If there is one thing that these women know, it’s photography. During a conversation in their elegant gallery space, which opened in 2010, Sonja explained, "In order to really promote the work in the gallery and in order to really speak to it, we speak to what we know, and that’s photography."

That’s likely why they’ve been able to feature the work of talented artists like Sean Galbraith, whose series of photographs from various abandoned institutions were shown in an exhibition called Institutions at Akasha from Sept 6 – Oct 4, 2014.

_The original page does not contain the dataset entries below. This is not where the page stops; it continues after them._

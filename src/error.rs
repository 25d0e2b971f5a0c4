//! Typed failures for the planning core.
//!
//! Every variant maps to a configuration or input defect that is detectable
//! in memory, before any mutation of the repository. The core either emits a
//! complete blueprint or fails with one of these.

use thiserror::Error;

#[derive(Debug, Error, PartialEq, Eq)]
pub enum PlanError {
    #[error("no business days found in the configured date range")]
    EmptyCalendar,

    #[error("target commit count {target} is smaller than source commit count {sources}")]
    Underflow { target: usize, sources: usize },

    #[error("target commit count {target} exceeds expandable capacity {capacity}")]
    CapacityExceeded { target: usize, capacity: usize },

    #[error("cannot split {items} operations into {groups} groups")]
    InvalidSplit { items: usize, groups: usize },

    #[error("no slot definition for {count} commits per day")]
    NoSlotTemplate { count: usize },

    #[error("slot definition for {count} commits per day lists {provided} times")]
    SlotCountMismatch { count: usize, provided: usize },

    #[error("invalid slot time {time:?} (expected HH:MM)")]
    InvalidSlotTime { time: String },

    #[error("schedule overflow while assigning dates")]
    ScheduleOverflow,

    #[error("schedule underflow: assigned {assigned} of {target} planned commits")]
    ScheduleUnderflow { assigned: usize, target: usize },

    #[error("blueprint inconsistent: {0}")]
    BlueprintInconsistent(String),
}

Yet the gallery and respective sales are only one part of Akasha’s business. Scharf and Kelly also offer an archival-level framing service, which uses the same pH-neutral materials that museums do to perfectly preserve paintings and photographs (read: no acid allowed).

When asked what their biggest pet peeve was with art and frames, Kyle didn’t hesitate: “My biggest pet peeve with any art is over framing. Meaning that the subject matter  has been completely  overlooked by the person  who is framing  it for you. Framing can make or break your art. It can actually affect your sales, in making it, or breaking it. I’ve seen work and talked to people who wonder why their art isn’t selling and they’ve gotten a frame at a garage sale and just tried to make their art fit into it.”

But that doesn’t mean artists, or consumers, have to spend a fortune on framing. Sonja and Kelly are the first to say, “If you can’t afford to present your art it in the way that you like, hang it up with clips. You’re better to just have more integrity, and say, ‘well this my work’, then go get a handful frames that don’t fit, with mattes that are disproportionate to your square and rectangle, and then wonder why aesthetically the vibe isn’t jiving.”

It’s fitting that Sonja and Kelly chose an old Sanskrit word, Akasha, which loosely translated means to shine light on, as the name for their gallery. Sonja explained that, “It also means to take the unmanifest world into the manifest. Which, really, is art when you think about it: it’s all in the artists head until it becomes manifest.” 

Akasha Art Projects is located at 511 Church Street in Toronto.